Using a server-based VMS would have been costly for the retailer’s small system, but as a local Internet service provider, ICS had the perfect solution: Video Surveillance-as-a-Service (VSaaS). It was an idea that leveraged Salient Systems’ CompleteView Enterprise video management system and a local network- attached storage device from Iomega as redundant backup.

Yes, It’s Open Architecture

CompleteView is built on the foundation of open architecture and provides the tools for unlimited scalability and flexibility to manage multiple servers and sites. This allows administrators to monitor the status of any and all servers, add or remove users, change configurations on servers and clients, and push software updates out to servers and clients from a single desktop application.

“There has been a strong trend for retailers to move to a VSaaS platform for video security,” said Brian Carle, product manager at Salient Systems. “VSaaS provides retailers with a video security system that is professionally managed, upgraded regularly and hosted off-site to avoid the risk of DVR theft.”

In West Des Moines, Olson and his wife appreciate the response that VSaaS offers them because they aren’t always at the store but are able to peek in from their home computers. The system allows the Olsons a couple of keen advantages: Because of the resolution of the IP video surveillance, they are able to pinpoint shoplifters and turn them over to law enforcement and focus on shoppers who try and switch price tags from one item to another.

“The software makes the entire difference in how the security model is planned and implemented,” Bailey said. “Using CompleteView means the streaming video defaults to their own server with a remote backup. Olson has the ability to control his own video, and if there is an upgrade to the software, it is always kept up to date.”

It’s the Software, Silly

The software, according to Bailey, provides quick and easy access to the platform and allows law enforcement to be active in any investigation rather than take a passive role.

“If there is an incident and word gets out that a thief has been caught, anyone else thinking of going up against this type of security system will have to think twice,” Bailey said. “If they think twice, it’s usually determined that stealing against this type of security configuration will not be profitable.”

Olson’s Plato’s Closet, like any other retail store, has had to deal with theft and crime issues, but since the existing system was installed, shoplifting has dropped below 1 percent and Olson’s margin for retail success has grown significantly. It also means he can view video from anywhere, on his time schedule.

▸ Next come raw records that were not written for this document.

//! Scrollback element showing the tail of a [`LogBuffer`].

use std::any::Any;

use crate::element::{Element, EventCx, RenderCx};
use crate::sink::LogBuffer;
use crate::style;
use crate::text_utils::truncate_with_ellipsis;
use crate::types::{key, Buffer, CellAttrs, Event, EventKind};

pub struct LogView {
    log: LogBuffer,
    /// Lines scrolled back from the newest.
    scroll: usize,
}

impl LogView {
    pub fn new(log: LogBuffer) -> Self {
        Self { log, scroll: 0 }
    }

    pub fn log(&self) -> &LogBuffer {
        &self.log
    }

    pub fn scroll(&self) -> usize {
        self.scroll
    }

    /// Lines shown for a view of `rows` inner rows, oldest first.
    pub fn visible_lines(&self, rows: usize) -> Vec<String> {
        let all = self.log.lines();
        let end = all.len().saturating_sub(self.scroll);
        let start = end.saturating_sub(rows);
        all[start..end].to_vec()
    }
}

impl Element for LogView {
    fn handle_event(&mut self, event: &Event, cx: &mut EventCx<'_>) -> bool {
        if event.kind != EventKind::KeyDown || !cx.focused {
            return false;
        }
        let page = (cx.size.1 as usize).saturating_sub(2).max(1);
        let max_scroll = self.log.len().saturating_sub(page);
        match event.key {
            Some(key::PAGE_UP) => self.scroll = (self.scroll + page).min(max_scroll),
            Some(key::PAGE_DOWN) => self.scroll = self.scroll.saturating_sub(page),
            Some(key::END) => self.scroll = 0,
            _ => return false,
        }
        true
    }

    fn render_body(&mut self, buf: &mut Buffer, cx: &RenderCx<'_>) {
        buf.fill(cx.theme.secondary);
        let rows = (buf.height as usize).saturating_sub(2);
        let cols = (buf.width as usize).saturating_sub(2);
        for (i, line) in self.visible_lines(rows).iter().enumerate() {
            let shown = truncate_with_ellipsis(line, cols);
            style::write_text(
                buf,
                1,
                i as i32 + 1,
                buf.width as i32 - 1,
                &shown,
                cx.theme.secondary_text,
                CellAttrs::empty(),
            );
        }
    }

    fn inset(&self) -> bool {
        true
    }

    fn as_any(&self) -> &dyn Any {
        self
    }

    fn as_any_mut(&mut self) -> &mut dyn Any {
        self
    }
}
//! Suggestion popup state and drawing.
//!
//! A text input with a suggestion function recomputes the candidate list on
//! every content-changing edit. The overlay draws the popup for whichever
//! input recomputed last and routes Up/Down/Tab to it while it is visible.

use unicode_width::UnicodeWidthStr;

use crate::style;
use crate::text_utils::truncate_with_ellipsis;
use crate::theme::Theme;
use crate::types::{Buffer, CellAttrs};

/// Hints longer than this are cut and end in `...`.
pub const MAX_HINT_LEN: usize = 32;

#[derive(Debug, Clone, PartialEq, Eq)]
pub struct Candidate {
    pub name: String,
    /// Short type or kind label shown right-aligned.
    pub kind: String,
    /// Draw the kind label in italics.
    pub emphasis: bool,
}

impl Candidate {
    pub fn new(name: impl Into<String>, kind: impl Into<String>) -> Self {
        Self {
            name: name.into(),
            kind: kind.into(),
            emphasis: true,
        }
    }

    pub fn plain(name: impl Into<String>, kind: impl Into<String>) -> Self {
        Self {
            emphasis: false,
            ..Self::new(name, kind)
        }
    }
}

/// What a suggestion function returns for the current text.
#[derive(Debug, Clone, Default, PartialEq, Eq)]
pub struct Suggestions {
    /// Grapheme offset where an accepted candidate starts replacing text.
    pub replace_start: usize,
    pub candidates: Vec<Candidate>,
}

impl Suggestions {
    pub fn new(replace_start: usize, candidates: Vec<Candidate>) -> Self {
        Self {
            replace_start,
            candidates,
        }
    }
}

pub type SuggestFn = Box<dyn Fn(&str) -> Suggestions>;

#[derive(Debug, Clone, Default, PartialEq, Eq)]
pub struct SuggestionState {
    candidates: Vec<Candidate>,
    replace_start: usize,
    index: usize,
    visible: bool,
}

impl SuggestionState {
    /// Replace the list with a fresh result. `caret` bounds the replace start.
    pub fn update(&mut self, result: Suggestions, caret: usize) {
        self.replace_start = result.replace_start.min(caret);
        self.visible = !result.candidates.is_empty();
        self.candidates = result.candidates;
        self.index = 0;
    }

    pub fn hide(&mut self) {
        self.visible = false;
    }

    pub fn is_visible(&self) -> bool {
        self.visible && !self.candidates.is_empty()
    }

    pub fn candidates(&self) -> &[Candidate] {
        &self.candidates
    }

    pub fn index(&self) -> usize {
        self.index
    }

    pub fn replace_start(&self) -> usize {
        self.replace_start
    }

    pub fn selected(&self) -> Option<&Candidate> {
        if !self.is_visible() {
            return None;
        }
        self.candidates.get(self.index)
    }

    /// Move the highlight by `delta`, wrapping at both ends.
    pub fn cycle(&mut self, delta: isize) {
        let len = self.candidates.len() as isize;
        if len == 0 {
            return;
        }
        self.index = (self.index as isize + delta).rem_euclid(len) as usize;
    }
}

/// Draw the popup into a buffer sized to its content.
pub fn render_popup(state: &SuggestionState, theme: &Theme) -> Buffer {
    let options = state.candidates();
    let gap = usize::from(options.iter().any(|o| !o.kind.is_empty()));
    let content_w = options
        .iter()
        .map(|o| {
            UnicodeWidthStr::width(o.name.trim_end())
                + UnicodeWidthStr::width(o.kind.as_str()).min(MAX_HINT_LEN)
                + gap
        })
        .max()
        .unwrap_or(0);
    let w = (content_w + 2).min(u16::MAX as usize) as u16;
    let h = (options.len() + 2).min(u16::MAX as usize) as u16;

    let mut buf = Buffer::new(w, h);
    buf.fill(theme.primary);
    for (i, option) in options.iter().enumerate() {
        let y = i as i32 + 1;
        let (name_fg, hint_fg) = if i == state.index() {
            style::highlight_band(&mut buf, 1, w as i32 - 1, y, y + 1, theme.highlight);
            (theme.primary_text, theme.secondary_text)
        } else {
            (theme.secondary_text, theme.border_light)
        };
        style::write_text(&mut buf, 1, y, w as i32 - 1, &option.name, name_fg, CellAttrs::empty());

        let hint = truncate_with_ellipsis(&option.kind, MAX_HINT_LEN);
        let hint_x = w as i32 - 1 - UnicodeWidthStr::width(hint.as_str()) as i32;
        let attrs = if option.emphasis {
            CellAttrs::ITALIC
        } else {
            CellAttrs::empty()
        };
        style::write_text(&mut buf, hint_x, y, w as i32 - 1, &hint, hint_fg, attrs);
    }
    style::draw_bevel(&mut buf, theme.border_light, theme.border_dark, false);
    buf
}
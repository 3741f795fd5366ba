//! Render Module — depth-first composition and frame diffing.
//!
//! Responsibilities:
//! - Render each visible node's body and border into its own buffer
//! - Composite children onto their parent at their rectangle offsets
//! - Draw the suggestion popup over the finished frame
//! - Diff frames into minimal CellUpdate lists for the backend

use tracing::debug;

use crate::event::is_selected;
use crate::element::RenderCx;
use crate::input::TextInput;
use crate::suggest::render_popup;
use crate::theme::Theme;
use crate::tree::{absolute_rect, ElementTree};
use crate::types::{Buffer, CellUpdate};

/// Render the subtree at `root` into the root's buffer.
pub fn render_tree(tree: &mut ElementTree, root: u32, theme: &Theme, tab_mode: bool) {
    let start = std::time::Instant::now();
    let drawn = render_node(tree, root, theme, tab_mode);
    debug!(
        nodes = drawn,
        elapsed_us = start.elapsed().as_micros() as u64,
        "render_tree"
    );
}

/// Returns the number of nodes drawn.
fn render_node(tree: &mut ElementTree, handle: u32, theme: &Theme, tab_mode: bool) -> usize {
    let focused = is_selected(tree, handle, true);
    let Some(node) = tree.get_mut(handle) else {
        return 0;
    };
    if !node.visible {
        return 0;
    }
    let cx = RenderCx {
        theme,
        focused,
        tab_mode,
    };
    node.element.render_body(&mut node.buffer, &cx);
    node.element.render_border(&mut node.buffer, &cx);

    let mut drawn = 1;
    let children = node.children.clone();
    for child in children {
        drawn += render_node(tree, child, theme, tab_mode);
        composite(tree, handle, child);
    }
    drawn
}

/// Blit `child`'s buffer onto `parent`'s at the child's offset.
fn composite(tree: &mut ElementTree, parent: u32, child: u32) {
    let Some(node) = tree.get_mut(child) else {
        return;
    };
    if !node.visible {
        return;
    }
    let (x, y) = (node.rect.x, node.rect.y);
    let src = std::mem::replace(&mut node.buffer, Buffer::new(0, 0));
    if let Some(p) = tree.get_mut(parent) {
        p.buffer.blit(&src, x, y);
    }
    if let Some(node) = tree.get_mut(child) {
        node.buffer = src;
    }
}

/// The popup for `owner`'s suggestions and where it goes in root
/// coordinates: just below the input, aligned with the replaced text.
pub fn suggestion_popup(tree: &ElementTree, owner: u32, theme: &Theme) -> Option<(Buffer, i32, i32)> {
    let input = tree.element::<TextInput>(owner)?;
    let state = input.editor().suggestions();
    if !state.is_visible() {
        return None;
    }
    let abs = absolute_rect(tree, owner).ok()?;
    // The popup's left border sits one column before the first letter.
    let x = abs.x + input.letter_x(state.replace_start(), abs.w) - 1;
    let y = abs.bottom();
    Some((render_popup(state, theme), x, y))
}

/// Cells of `front` that differ from `back`. A missing or differently sized
/// `back` yields every cell.
pub fn diff_buffers(front: &Buffer, back: Option<&Buffer>) -> Vec<CellUpdate> {
    let back = back.filter(|b| b.width == front.width && b.height == front.height);
    let mut updates = Vec::new();
    for y in 0..front.height {
        for x in 0..front.width {
            let Some(cell) = front.get(x, y) else {
                continue;
            };
            let changed = match back.and_then(|b| b.get(x, y)) {
                Some(old) => cell != old,
                None => true,
            };
            if changed {
                updates.push(CellUpdate { x, y, cell: *cell });
            }
        }
    }
    updates
}
//! Theme Module — the overlay palette.
//!
//! Responsibilities:
//! - Built-in dark (default) and light palettes
//! - JSON loading, with `#RRGGBB` strings or packed color integers
//! - Missing fields fall back to the dark palette

use serde::{Deserialize, Deserializer, Serialize, Serializer};

use crate::error::Result;
use crate::types::rgb;

/// Colors every element draws with. Values use the packed color encoding
/// from [`crate::types`].
#[derive(Debug, Clone, Copy, PartialEq, Eq, Serialize, Deserialize)]
#[serde(default)]
pub struct Theme {
    #[serde(with = "hex_color")]
    pub primary: u32,
    #[serde(with = "hex_color")]
    pub secondary: u32,
    #[serde(with = "hex_color")]
    pub primary_text: u32,
    #[serde(with = "hex_color")]
    pub secondary_text: u32,
    #[serde(with = "hex_color")]
    pub border_light: u32,
    #[serde(with = "hex_color")]
    pub border_dark: u32,
    #[serde(with = "hex_color")]
    pub highlight: u32,
    #[serde(with = "hex_color")]
    pub error: u32,
    #[serde(with = "hex_color")]
    pub focus_ring: u32,
}

impl Theme {
    pub const fn dark() -> Self {
        Self {
            primary: rgb(76, 88, 68),
            secondary: rgb(62, 70, 55),
            primary_text: rgb(255, 255, 255),
            secondary_text: rgb(216, 222, 211),
            border_light: rgb(136, 145, 128),
            border_dark: rgb(40, 46, 34),
            highlight: rgb(150, 135, 50),
            error: rgb(255, 64, 64),
            focus_ring: rgb(255, 255, 255),
        }
    }

    pub const fn light() -> Self {
        Self {
            primary: rgb(236, 236, 228),
            secondary: rgb(250, 250, 246),
            primary_text: rgb(20, 20, 20),
            secondary_text: rgb(80, 84, 76),
            border_light: rgb(255, 255, 255),
            border_dark: rgb(140, 140, 132),
            highlight: rgb(246, 222, 120),
            error: rgb(200, 30, 30),
            focus_ring: rgb(0, 0, 0),
        }
    }

    pub fn from_json(json: &str) -> Result<Self> {
        Ok(serde_json::from_str(json)?)
    }

    pub fn to_json(&self) -> Result<String> {
        Ok(serde_json::to_string_pretty(self)?)
    }
}

impl Default for Theme {
    fn default() -> Self {
        Self::dark()
    }
}

mod hex_color {
    use super::*;

    #[derive(Deserialize)]
    #[serde(untagged)]
    enum Repr {
        Packed(u32),
        Hex(String),
    }

    pub fn serialize<S: Serializer>(color: &u32, s: S) -> std::result::Result<S::Ok, S::Error> {
        s.serialize_str(&format!("#{:06X}", color & 0x00FF_FFFF))
    }

    pub fn deserialize<'de, D: Deserializer<'de>>(d: D) -> std::result::Result<u32, D::Error> {
        match Repr::deserialize(d)? {
            Repr::Packed(v) => Ok(v),
            Repr::Hex(s) => {
                let digits = s.strip_prefix('#').unwrap_or(&s);
                if digits.len() != 6 {
                    return Err(serde::de::Error::custom(format!(
                        "expected #RRGGBB, got {s:?}"
                    )));
                }
                u32::from_str_radix(digits, 16)
                    .map(|v| 0x0100_0000 | v)
                    .map_err(serde::de::Error::custom)
            }
        }
    }
}
//! Shared types, enums, and constants.
//!
//! Everything that crosses module boundaries lives here: geometry, the packed
//! color encoding, cells and buffers, key codes, and the input event shape.

use bitflags::bitflags;

// ============================================================================
// Geometry
// ============================================================================

/// A point in some node's coordinate space. Signed, because translating a
/// position into a child's local space can move it left of or above the origin.
#[derive(Debug, Clone, Copy, PartialEq, Eq, Default)]
pub struct Point {
    pub x: i32,
    pub y: i32,
}

impl Point {
    pub const fn new(x: i32, y: i32) -> Self {
        Self { x, y }
    }
}

impl std::ops::Sub for Point {
    type Output = Point;

    fn sub(self, rhs: Point) -> Point {
        Point::new(self.x - rhs.x, self.y - rhs.y)
    }
}

impl std::ops::Add for Point {
    type Output = Point;

    fn add(self, rhs: Point) -> Point {
        Point::new(self.x + rhs.x, self.y + rhs.y)
    }
}

/// Rectangle with its origin relative to the parent node.
#[derive(Debug, Clone, Copy, PartialEq, Eq, Default)]
pub struct Rect {
    pub x: i32,
    pub y: i32,
    pub w: u16,
    pub h: u16,
}

impl Rect {
    pub const fn new(x: i32, y: i32, w: u16, h: u16) -> Self {
        Self { x, y, w, h }
    }

    pub fn origin(self) -> Point {
        Point::new(self.x, self.y)
    }

    pub fn right(self) -> i32 {
        self.x + self.w as i32
    }

    pub fn bottom(self) -> i32 {
        self.y + self.h as i32
    }

    /// Half-open containment: the right and bottom edges are outside.
    pub fn contains(self, p: Point) -> bool {
        p.x >= self.x && p.x < self.right() && p.y >= self.y && p.y < self.bottom()
    }
}

// ============================================================================
// Color Encoding (u32)
// ============================================================================
//
// Bits 31-24: Mode tag
//   0x00 = Default (terminal default)
//   0x01 = RGB truecolor (bits 23-0 = 0xRRGGBB)
//   0x02 = Indexed (bits 7-0 = palette index 0-255)

pub const COLOR_DEFAULT: u32 = 0x00000000;

pub const fn rgb(r: u8, g: u8, b: u8) -> u32 {
    0x01000000 | ((r as u32) << 16) | ((g as u32) << 8) | b as u32
}

pub fn color_tag(color: u32) -> u8 {
    ((color >> 24) & 0xFF) as u8
}

pub fn color_to_crossterm(color: u32) -> Option<crossterm::style::Color> {
    match color_tag(color) {
        0x00 => None,
        0x01 => {
            let r = ((color >> 16) & 0xFF) as u8;
            let g = ((color >> 8) & 0xFF) as u8;
            let b = (color & 0xFF) as u8;
            Some(crossterm::style::Color::Rgb { r, g, b })
        }
        0x02 => {
            let index = (color & 0xFF) as u8;
            Some(crossterm::style::Color::AnsiValue(index))
        }
        _ => None, // Invalid tag — treat as Default
    }
}

// ============================================================================
// Border Style
// ============================================================================

#[derive(Debug, Clone, Copy, PartialEq, Eq)]
pub enum BorderStyle {
    Single,
    Double,
    Rounded,
    Bold,
}

impl BorderStyle {
    /// Returns the border characters: (top-left, top-right, bottom-left, bottom-right, horizontal, vertical)
    pub fn chars(self) -> (char, char, char, char, char, char) {
        match self {
            Self::Single => ('┌', '┐', '└', '┘', '─', '│'),
            Self::Double => ('╔', '╗', '╚', '╝', '═', '║'),
            Self::Rounded => ('╭', '╮', '╰', '╯', '─', '│'),
            Self::Bold => ('┏', '┓', '┗', '┛', '━', '┃'),
        }
    }
}

// ============================================================================
// Cell Attributes (bitflags)
// ============================================================================

bitflags! {
    #[repr(transparent)]
    #[derive(Debug, Clone, Copy, PartialEq, Eq, Default)]
    pub struct CellAttrs: u8 {
        const BOLD          = 0b0000_0001;
        const ITALIC        = 0b0000_0010;
        const UNDERLINE     = 0b0000_0100;
        const STRIKETHROUGH = 0b0000_1000;
    }
}

// ============================================================================
// Cell & Buffer
// ============================================================================

#[derive(Debug, Clone, Copy, PartialEq)]
pub struct Cell {
    pub ch: char,
    pub fg: u32,
    pub bg: u32,
    pub attrs: CellAttrs,
}

impl Cell {
    pub const fn new(ch: char, fg: u32, bg: u32) -> Self {
        Self {
            ch,
            fg,
            bg,
            attrs: CellAttrs::empty(),
        }
    }
}

impl Default for Cell {
    fn default() -> Self {
        Self::new(' ', 0, 0)
    }
}

/// Fixed-size cell grid. Every element node owns one sized to its rectangle.
#[derive(Debug, Clone, PartialEq)]
pub struct Buffer {
    pub width: u16,
    pub height: u16,
    pub cells: Vec<Cell>,
}

impl Buffer {
    pub fn new(width: u16, height: u16) -> Self {
        let size = (width as usize) * (height as usize);
        Self {
            width,
            height,
            cells: vec![Cell::default(); size],
        }
    }

    pub fn resize(&mut self, width: u16, height: u16) {
        self.width = width;
        self.height = height;
        let size = (width as usize) * (height as usize);
        self.cells.resize(size, Cell::default());
        self.clear();
    }

    pub fn clear(&mut self) {
        for cell in &mut self.cells {
            *cell = Cell::default();
        }
    }

    pub fn get(&self, x: u16, y: u16) -> Option<&Cell> {
        if x < self.width && y < self.height {
            Some(&self.cells[(y as usize) * (self.width as usize) + (x as usize)])
        } else {
            None
        }
    }

    pub fn get_mut(&mut self, x: u16, y: u16) -> Option<&mut Cell> {
        if x < self.width && y < self.height {
            Some(&mut self.cells[(y as usize) * (self.width as usize) + (x as usize)])
        } else {
            None
        }
    }

    pub fn set(&mut self, x: u16, y: u16, cell: Cell) {
        if let Some(slot) = self.get_mut(x, y) {
            *slot = cell;
        }
    }

    /// Signed-coordinate write; anything outside the grid is dropped.
    pub fn put(&mut self, x: i32, y: i32, cell: Cell) {
        if x >= 0 && y >= 0 && x <= u16::MAX as i32 && y <= u16::MAX as i32 {
            self.set(x as u16, y as u16, cell);
        }
    }

    /// Fill the whole grid with blank cells of the given background.
    pub fn fill(&mut self, bg: u32) {
        for cell in &mut self.cells {
            *cell = Cell::new(' ', 0, bg);
        }
    }

    /// Copy `src` onto this buffer with its top-left corner at `(x, y)`,
    /// clipping whatever falls outside.
    pub fn blit(&mut self, src: &Buffer, x: i32, y: i32) {
        for row in 0..src.height {
            let dy = y + row as i32;
            if dy < 0 || dy >= self.height as i32 {
                continue;
            }
            for col in 0..src.width {
                let dx = x + col as i32;
                if dx < 0 || dx >= self.width as i32 {
                    continue;
                }
                if let Some(cell) = src.get(col, row) {
                    self.set(dx as u16, dy as u16, *cell);
                }
            }
        }
    }

    /// Row `y` as a string, handy for assertions.
    pub fn row_text(&self, y: u16) -> String {
        (0..self.width)
            .filter_map(|x| self.get(x, y).map(|c| c.ch))
            .collect()
    }
}

// ============================================================================
// Cell Update (for TerminalBackend trait)
// ============================================================================

#[derive(Debug, Clone)]
pub struct CellUpdate {
    pub x: u16,
    pub y: u16,
    pub cell: Cell,
}

// ============================================================================
// Key Code Constants
// ============================================================================
//
// Printable keys use their Unicode code point; named keys live above the
// Latin-1 range.

pub mod key {
    pub const BACKSPACE: u32 = 0x0100;
    pub const ENTER: u32 = 0x0101;
    pub const LEFT: u32 = 0x0102;
    pub const RIGHT: u32 = 0x0103;
    pub const UP: u32 = 0x0104;
    pub const DOWN: u32 = 0x0105;
    pub const HOME: u32 = 0x0106;
    pub const END: u32 = 0x0107;
    pub const PAGE_UP: u32 = 0x0108;
    pub const PAGE_DOWN: u32 = 0x0109;
    pub const TAB: u32 = 0x010A;
    pub const BACK_TAB: u32 = 0x010B;
    pub const DELETE: u32 = 0x010C;
    pub const INSERT: u32 = 0x010D;
    pub const ESCAPE: u32 = 0x010E;
    pub const F1: u32 = 0x0110;
    pub const SPACE: u32 = ' ' as u32;
    pub const BACKTICK: u32 = '`' as u32;
}

bitflags! {
    #[repr(transparent)]
    #[derive(Debug, Clone, Copy, PartialEq, Eq, Default)]
    pub struct Modifiers: u8 {
        const SHIFT = 0x01;
        const CTRL  = 0x02;
        const ALT   = 0x04;
        const SUPER = 0x08;
    }
}

// ============================================================================
// Input Events
// ============================================================================

#[derive(Debug, Clone, Copy, PartialEq, Eq)]
pub enum MouseButton {
    Left,
    Middle,
    Right,
}

#[derive(Debug, Clone, Copy, PartialEq, Eq)]
pub enum EventKind {
    PointerDown,
    PointerUp,
    PointerMove,
    /// Synthesized from a motion event; `pos` is the position before the move.
    PointerLeave,
    KeyDown,
    KeyUp,
    TextInput,
    Resize,
}

/// One input event. Which optional fields are present depends on `kind`.
#[derive(Debug, Clone, PartialEq)]
pub struct Event {
    pub kind: EventKind,
    pub pos: Option<Point>,
    pub rel: Option<Point>,
    pub button: Option<MouseButton>,
    pub key: Option<u32>,
    pub mods: Modifiers,
    pub text: Option<String>,
    pub size: Option<(u16, u16)>,
}

impl Event {
    fn bare(kind: EventKind) -> Self {
        Self {
            kind,
            pos: None,
            rel: None,
            button: None,
            key: None,
            mods: Modifiers::empty(),
            text: None,
            size: None,
        }
    }

    pub fn pointer_down(x: i32, y: i32, button: MouseButton) -> Self {
        Self {
            pos: Some(Point::new(x, y)),
            button: Some(button),
            ..Self::bare(EventKind::PointerDown)
        }
    }

    pub fn pointer_up(x: i32, y: i32, button: MouseButton) -> Self {
        Self {
            pos: Some(Point::new(x, y)),
            button: Some(button),
            ..Self::bare(EventKind::PointerUp)
        }
    }

    pub fn pointer_move(x: i32, y: i32, dx: i32, dy: i32) -> Self {
        Self {
            pos: Some(Point::new(x, y)),
            rel: Some(Point::new(dx, dy)),
            ..Self::bare(EventKind::PointerMove)
        }
    }

    pub fn key_down(code: u32, mods: Modifiers) -> Self {
        Self {
            key: Some(code),
            mods,
            ..Self::bare(EventKind::KeyDown)
        }
    }

    pub fn key_up(code: u32, mods: Modifiers) -> Self {
        Self {
            key: Some(code),
            mods,
            ..Self::bare(EventKind::KeyUp)
        }
    }

    pub fn text_input(text: impl Into<String>) -> Self {
        Self {
            text: Some(text.into()),
            ..Self::bare(EventKind::TextInput)
        }
    }

    pub fn resize(width: u16, height: u16) -> Self {
        Self {
            size: Some((width, height)),
            ..Self::bare(EventKind::Resize)
        }
    }

    /// Derive the synthetic leave event for a motion event: same payload,
    /// positioned where the pointer was before it moved.
    pub fn leave_from(motion: &Event) -> Option<Self> {
        if motion.kind != EventKind::PointerMove {
            return None;
        }
        let pos = motion.pos?;
        let rel = motion.rel.unwrap_or_default();
        Some(Self {
            kind: EventKind::PointerLeave,
            pos: Some(pos - rel),
            ..motion.clone()
        })
    }

    pub fn is_primary_press(&self) -> bool {
        self.kind == EventKind::PointerDown && self.button == Some(MouseButton::Left)
    }

    pub fn is_key_down(&self, code: u32) -> bool {
        self.kind == EventKind::KeyDown && self.key == Some(code)
    }

    pub fn ctrl(&self) -> bool {
        self.mods.contains(Modifiers::CTRL)
    }

    pub fn shift(&self) -> bool {
        self.mods.contains(Modifiers::SHIFT)
    }
}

“Using CompleteView VSaaS, video is accessible from anywhere via an Android, iPhone, iPad or Web interface client,” Carle said. “The CompleteView VSaaS platform provides bandwidth management via dynamic resolution scaling, tools for VSaaS providers to manage multiple recording servers in the cloud and multi-tenancy architecture.”

Plato’s Closet is a rather unique shopping experience in that the seller is as active in daily marketing as the buyer. It’s the security system that keeps everything just as it should be. Olson said his store has cameras aimed on both the point of sale and the point of purchase “just to keep things straight.”

The system helps in reducing shrinkage; equally important, it stops fencing operations in which someone who has lifted some new clothing at the mall tries selling it to Olson’s team. Upon seeing the new clothes, employees ask the customer why he or she did not take them back for a refund or exchange.